Specialmente nelle grandi città, si trovano numerosi annunci relativi alla vendita di “loft“. Secondo la definizione classica, si tratta di un intero piano, o un intero spazio, in cui in precedenza sorgevano attività manifatturiere, commerciali o magazzini, recuperato e trasformato così da ricreare un ambiente abitativo.

Alcuni annunci, in realtà, utilizzano la dicitura “loft” per appartamenti normali, cui si cerca di dare una patina moderna. Ma quando si tratta di un vero loft, ricavato dalla trasformazione di un immobile esistente, occorre prestare attenzione a diversi aspetti tecnici prima di avviare una trattativa d’acquisto. Se le informazioni non sono chiare subito, si rischia di ritrovarsi impantanati.

La categoria catastale è corretta?

L’elemento principale da verificare è la categoria catastale in cui si trova l’immobile nel momento in cui il costruttore, l’agenzia immobiliare o il privato, lo mette in vendita.

La situazione di gran lunga preferibile è un immobile già accatastato come “abitazione“, che dunque ricada nelle categorie più frequenti della lettera A (A/2 abitazione civile, A/3 abitazioni economiche e così via). In questo caso non ci sono problemi. La casa, se adibita ad abitazione principale, può essere acquistata godendo delle imposte agevolate “prima casa”.

Il discorso è diverso se l’immobile si trovi in un’altra categoria catastale, come la A10 (uffici) o nel lungo elenco di immobili C (C/2 magazzini, C/3 laboratori). È necessario ci sia concordanza tra la “destinazione d’uso“, in questo caso la “residenziale”, e la categoria catastale corrispondente.

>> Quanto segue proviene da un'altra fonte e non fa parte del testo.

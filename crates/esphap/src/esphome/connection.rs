//! Per-device connection lifecycle.
//!
//! One [`DeviceConnection`] owns the session with one physical device:
//! connect with a bounded timeout, poll events, route component state into
//! per-component watch channels, drain outbound commands, and retry forever
//! on failure at the configured interval. Reachability is published through
//! a watch channel consumed by the accessory platform side.

use std::collections::HashMap;
use std::sync::Arc;
use std::sync::atomic::AtomicBool;
use std::sync::atomic::Ordering;
use std::time::Duration;

use tokio::sync::Mutex;
use tokio::sync::mpsc;
use tokio::sync::watch;
use tokio::task::JoinHandle;
use tokio::time::sleep;
use tokio::time::timeout;
use tracing::debug;
use tracing::info;
use tracing::warn;

use super::client::ApiClient;
use super::client::ClientEvent;
use super::client::Command;
use super::component::Component;
use super::component::ComponentState;

/// Bound on a single connection attempt.
pub(crate) const CONNECT_TIMEOUT: Duration = Duration::from_secs(10);

/// How long the session loop holds the client lock waiting for an event,
/// so the command drain task gets its turn.
const POLL_WINDOW: Duration = Duration::from_millis(100);

type SharedClient = Arc<Mutex<Box<dyn ApiClient>>>;

/// A live connection to one device.
pub struct DeviceConnection {
    host: String,
    reachable: watch::Receiver<bool>,
    cancelled: Arc<AtomicBool>,
    client: SharedClient,
    session_task: Option<JoinHandle<()>>,
    command_task: Option<JoinHandle<()>>,
}

impl DeviceConnection {
    /// Spawn the connection tasks for one device.
    ///
    /// Discovered components are delivered on `components_tx`; the platform
    /// resolves and translates them as they arrive.
    pub fn spawn(
        host: String,
        retry_interval: Duration,
        client: Box<dyn ApiClient>,
        components_tx: mpsc::Sender<Component>,
    ) -> Self {
        let client = Arc::new(Mutex::new(client));
        let (reachable_tx, reachable_rx) = watch::channel(false);
        let reachable_tx = Arc::new(reachable_tx);
        let (command_tx, mut command_rx) = mpsc::unbounded_channel::<Command>();
        let cancelled = Arc::new(AtomicBool::new(false));

        let command_client = client.clone();
        let command_host = host.clone();
        let command_task = tokio::spawn(async move {
            while let Some(command) = command_rx.recv().await {
                let mut client = command_client.lock().await;
                if let Err(e) = client.send_command(command).await {
                    warn!("failed to send command to {}: {}", command_host, e);
                }
            }
        });

        let session_task = tokio::spawn(session_loop(
            host.clone(),
            retry_interval,
            client.clone(),
            cancelled.clone(),
            reachable_tx,
            components_tx,
            command_tx,
        ));

        Self {
            host,
            reachable: reachable_rx,
            cancelled,
            client,
            session_task: Some(session_task),
            command_task: Some(command_task),
        }
    }

    pub fn host(&self) -> &str {
        &self.host
    }

    /// Subscribe to this connection's reachability signal.
    pub fn reachability(&self) -> watch::Receiver<bool> {
        self.reachable.clone()
    }

    /// Tear the connection down: stop the retry loop, abort both tasks, and
    /// disconnect the client. Dropping the session task drops every
    /// component state sender, which ends the translators' subscriptions.
    pub async fn shutdown(&mut self) {
        self.cancelled.store(true, Ordering::SeqCst);
        if let Some(task) = self.session_task.take() {
            task.abort();
        }
        if let Some(task) = self.command_task.take() {
            task.abort();
        }
        let mut client = self.client.lock().await;
        if let Err(e) = client.disconnect().await {
            debug!("error disconnecting from {}: {}", self.host, e);
        }
        info!("closed connection to {}", self.host);
    }
}

async fn session_loop(
    host: String,
    retry_interval: Duration,
    client: SharedClient,
    cancelled: Arc<AtomicBool>,
    reachable: Arc<watch::Sender<bool>>,
    components_tx: mpsc::Sender<Component>,
    command_tx: mpsc::UnboundedSender<Command>,
) {
    let mut state_senders: HashMap<u32, watch::Sender<Option<ComponentState>>> = HashMap::new();

    loop {
        if cancelled.load(Ordering::SeqCst) {
            break;
        }

        let connected = {
            let mut client = client.lock().await;
            match timeout(CONNECT_TIMEOUT, client.connect()).await {
                Ok(Ok(())) => true,
                Ok(Err(e)) => {
                    warn!("failed to connect to {}: {}", host, e);
                    false
                }
                Err(_) => {
                    warn!("connection attempt to {} timed out", host);
                    false
                }
            }
        };

        if connected {
            info!("connected to {}", host);
            reachable.send_replace(true);

            loop {
                if cancelled.load(Ordering::SeqCst) {
                    return;
                }

                // Hold the client lock only for one poll window so queued
                // commands can interleave with inbound events.
                let polled = {
                    let mut client = client.lock().await;
                    timeout(POLL_WINDOW, client.poll_event()).await
                };

                match polled {
                    Err(_) => {
                        tokio::task::yield_now().await;
                    }
                    Ok(None) => {
                        warn!("connection to {} lost", host);
                        break;
                    }
                    Ok(Some(event)) => {
                        handle_event(
                            event,
                            &host,
                            &mut state_senders,
                            &reachable,
                            &components_tx,
                            &command_tx,
                        )
                        .await;
                    }
                }
            }

            reachable.send_replace(false);
            // Dropping the senders ends every subscriber; reconnection will
            // announce components afresh.
            state_senders.clear();
        }

        if cancelled.load(Ordering::SeqCst) {
            break;
        }
        info!("retrying connection to {} in {:?}", host, retry_interval);
        sleep(retry_interval).await;
    }
}

async fn handle_event(
    event: ClientEvent,
    host: &str,
    state_senders: &mut HashMap<u32, watch::Sender<Option<ComponentState>>>,
    reachable: &Arc<watch::Sender<bool>>,
    components_tx: &mpsc::Sender<Component>,
    command_tx: &mpsc::UnboundedSender<Command>,
) {
    match event {
        ClientEvent::EntityDiscovered(info) => {
            debug!("{} announced {} ({})", host, info.name, info.kind);
            let (state_tx, state_rx) = watch::channel(None);
            state_senders.insert(info.key, state_tx);
            let component =
                Component::new(info, state_rx, command_tx.clone(), reachable.subscribe());
            if components_tx.send(component).await.is_err() {
                warn!("platform component channel closed; dropping discovery");
            }
        }
        ClientEvent::State { key, state } => match state_senders.get(&key) {
            Some(sender) => {
                sender.send_replace(Some(state));
            }
            None => debug!("{} reported state for unknown component key {}", host, key),
        },
        ClientEvent::Availability(online) => {
            reachable.send_replace(online);
            if !online {
                debug!("{} reported itself offline", host);
            }
        }
    }
}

“Le conseguenze del mancato allineamento tra questi due elementi sono diverse, a seconda che l’atto avente a oggetto l’immobile produca o meno un passaggio di proprietà. Un contratto di compravendita, per esempio, potrebbe essere addirittura nullo. Mentre un contratto di locazione potrebbe provocare sanzioni o azioni giudiziarie da parte del conduttore nei confronti del locatore” spiega Barbara Abbati, avvocato cassazionista del foro di Milano, esperta in materia immobiliare.

Imposte più gravose

Se si decide ugualmente di acquistare un loft accatastato a negozio o ufficio (i cosiddetti immobili “strumentali”) cambiano anche le imposte, che si calcolano sul prezzo commerciale e non sulla rendita catastale rivalutata (quindi sul valore più alto tra i due).

Le fattispecie sono varie. Ma in linea generale, la compravendita è soggetta a IVA al 22%, se il venditore è un’impresa, o imposta di registro al 9% se privato. Esistono regimi più favorevoli in alcuni casi particolari, se per esempio il costruttore vende trascorsi 5 anni dall’ultimazione dei lavori o se si tratta dei cosiddetti fabbricati “tupini”.

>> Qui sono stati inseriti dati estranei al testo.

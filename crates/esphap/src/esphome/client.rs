//! Device API client boundary.
//!
//! The bridge consumes each device through the [`ApiClient`] trait: connect,
//! a stream of discovery/state/availability events, and per-capability
//! command submission. [`MqttApiClient`] is the shipped transport, speaking
//! the device firmware's MQTT interface (discovery payloads, JSON/raw state
//! topics, per-field command topics). Any conforming client can stand in
//! behind the trait; tests use a scripted mock.

use std::collections::HashMap;
use std::str::FromStr;
use std::time::Duration;

use async_trait::async_trait;
use rumqttc::AsyncClient;
use rumqttc::Event;
use rumqttc::MqttOptions;
use rumqttc::Packet;
use rumqttc::QoS;
use serde::Deserialize;
use tokio::sync::mpsc;
use tokio::task::JoinHandle;
use tracing::debug;
use tracing::warn;

use super::component::BinarySensorConfig;
use super::component::ClimateConfig;
use super::component::ClimateFanMode;
use super::component::ClimateMode;
use super::component::ClimateSwingMode;
use super::component::ClimateUpdate;
use super::component::ComponentConfig;
use super::component::ComponentInfo;
use super::component::ComponentKind;
use super::component::ComponentState;
use super::component::CoverConfig;
use super::component::CoverOperation;
use super::component::CoverUpdate;
use super::component::FanConfig;
use super::component::FanDirection;
use super::component::FanSpeed;
use super::component::FanUpdate;
use super::component::LightColorMode;
use super::component::LightConfig;
use super::component::LightUpdate;
use super::component::SensorConfig;
use crate::config::DeviceEntry;

/// Light command payload. Channel and brightness values are 0.0 to 1.0.
#[derive(Debug, Clone, PartialEq)]
pub struct LightCommand {
    pub key: u32,
    pub on: bool,
    pub brightness: Option<f64>,
    pub red: Option<f64>,
    pub green: Option<f64>,
    pub blue: Option<f64>,
    pub color_mode: Option<LightColorMode>,
    pub effect: Option<String>,
}

#[derive(Debug, Clone, Copy, PartialEq)]
pub struct SwitchCommand {
    pub key: u32,
    pub on: bool,
}

/// Momentary cover action for devices without position feedback.
#[derive(Debug, Clone, Copy, PartialEq, Eq, strum::Display)]
#[strum(serialize_all = "UPPERCASE")]
pub enum CoverAction {
    Open,
    Close,
    Stop,
}

/// Cover command payload. Position and tilt are fractions 0.0 to 1.0.
#[derive(Debug, Clone, PartialEq)]
pub struct CoverCommand {
    pub key: u32,
    pub position: Option<f64>,
    pub tilt: Option<f64>,
    pub action: Option<CoverAction>,
}

#[derive(Debug, Clone, PartialEq)]
pub struct FanCommand {
    pub key: u32,
    pub on: Option<bool>,
    pub speed: Option<FanSpeed>,
    pub direction: Option<FanDirection>,
}

#[derive(Debug, Clone, PartialEq)]
pub struct ClimateCommand {
    pub key: u32,
    pub mode: ClimateMode,
    pub target_temperature: f64,
    pub target_temperature_low: f64,
    pub target_temperature_high: f64,
    pub fan_mode: Option<ClimateFanMode>,
    pub swing_mode: Option<ClimateSwingMode>,
}

/// Outbound device command, one variant per capability command service.
#[derive(Debug, Clone, PartialEq)]
pub enum Command {
    Light(LightCommand),
    Switch(SwitchCommand),
    Cover(CoverCommand),
    Fan(FanCommand),
    Climate(ClimateCommand),
}

impl Command {
    pub fn key(&self) -> u32 {
        match self {
            Command::Light(c) => c.key,
            Command::Switch(c) => c.key,
            Command::Cover(c) => c.key,
            Command::Fan(c) => c.key,
            Command::Climate(c) => c.key,
        }
    }
}

/// Events a device client reports to the connection.
#[derive(Debug, Clone, PartialEq)]
pub enum ClientEvent {
    /// A capability instance was announced, once per discovery.
    EntityDiscovered(ComponentInfo),
    /// A component reported state.
    State { key: u32, state: ComponentState },
    /// Device-level liveness signal.
    Availability(bool),
}

#[derive(Debug, thiserror::Error)]
pub enum ClientError {
    #[error("client is not connected")]
    NotConnected,
    #[error("transport error: {0}")]
    Transport(String),
}

/// Trait for device API clients.
///
/// This trait allows mocking the device link for testing purposes.
#[async_trait]
pub trait ApiClient: Send + Sync {
    /// Establish the session. An error here is non-fatal to the bridge; the
    /// connection orchestrator retries on its interval.
    async fn connect(&mut self) -> Result<(), ClientError>;

    /// Next event from the device. `None` means the session has ended.
    async fn poll_event(&mut self) -> Option<ClientEvent>;

    /// Submit an outbound command.
    async fn send_command(&mut self, command: Command) -> Result<(), ClientError>;

    /// Tear the session down.
    async fn disconnect(&mut self) -> Result<(), ClientError>;
}

/// Raw message received from a subscription.
#[derive(Debug, Clone)]
struct MqttMessage {
    topic: String,
    payload: Vec<u8>,
}

/// Where a state topic's payload feeds into the component model.
#[derive(Debug, Clone, Copy, PartialEq, Eq)]
enum StateRoute {
    Switch,
    BinarySensor,
    Sensor,
    TextSensor,
    Light,
    CoverState,
    CoverPosition,
    CoverTilt,
    FanState,
    FanSpeed,
    FanDirection,
    ClimateMode,
    ClimateCurrentTemperature,
    ClimateTargetTemperature,
    ClimateTargetLow,
    ClimateTargetHigh,
    ClimateFanMode,
    ClimateSwingMode,
}

/// Command topics learned from a component's discovery payload.
#[derive(Debug, Clone, Default)]
struct CommandTopics {
    command: Option<String>,
    set_position: Option<String>,
    tilt: Option<String>,
    speed: Option<String>,
    direction: Option<String>,
    mode: Option<String>,
    temperature: Option<String>,
    temperature_low: Option<String>,
    temperature_high: Option<String>,
    fan_mode: Option<String>,
    swing_mode: Option<String>,
}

Come cambiare la destinazione d’uso

La soluzione per trasformare in abitazione un loft accatastato come ufficio o laboratorio è richiedere, in Comune, la pratica di cambio di destinazione d’uso dell’immobile, in modo che diventi “residenziale”. Solo terminata la pratica, il Catasto registrerà la nuova categoria. Il cambio di destinazione d’uso è una pratica complicata, che comporta delle spese e per cui necessariamente occorre appoggiarsi a un professionista.

L’iter si effettua presso l’ufficio Urbanistica del proprio Comune. Affinché un immobile sia “ammesso” come residenza deve rispettare alcune norme (per esempio, una metratura minima del bagno principale, un determinato rapporto tra superficie e luce che proviene dalle finestre), che in linea generale derivano ancora da un decreto ministeriale del ministero della Sanità, pubblicato sulla Gazzetta ufficiale n.190 del 18 luglio 1975. Ma nella pratica, è necessario fare riferimento ai Regolamenti edilizi comunali e ai Piani regolatori, che possono imporre diversi “paletti” a seconda del tipo di immobile e dell’ubicazione. Non è infatti scontato che il municipio conceda il cambio. E anche quando la variazione è permessa, potrebbe essere necessario effettuare opere di ristrutturazione, così da rispettare i criteri richiesti.

Fa fede la data di rogito

Nel caso si possa modificare l’immobile e adibirlo correttamente ad abitazione, esiste un modo per pagare le imposte come “prima casa”? Una recente Ordinanza della Cassazione (22560/2021, Quinta sezione, Civile), pur affrontando una fattispecie parzialmente differente, ha confermato un principio: fa fede la situazione al momento del rogito.

“Quindi, affinché il compratore possa accedere al regime agevolato, il loft dovrà risultare accatastato quale abitazione già al momento della stipulazione del contratto di compravendita. Tuttavia, poiché fino a quel momento la titolarità del bene resta in capo al venditore, solo questi sarà legittimato a effettuare il cambio di destinazione d’uso salvo, su accordo delle parti, eventualmente accollarne le spese all’acquirente” aggiunge l’avvocato Abbati. Se l’acquirente decidere ugualmente di acquistare il loft non come abitazione, la legge non consente di richiedere retroattivamente l’applicazione delle imposte agevolate “prima casa”.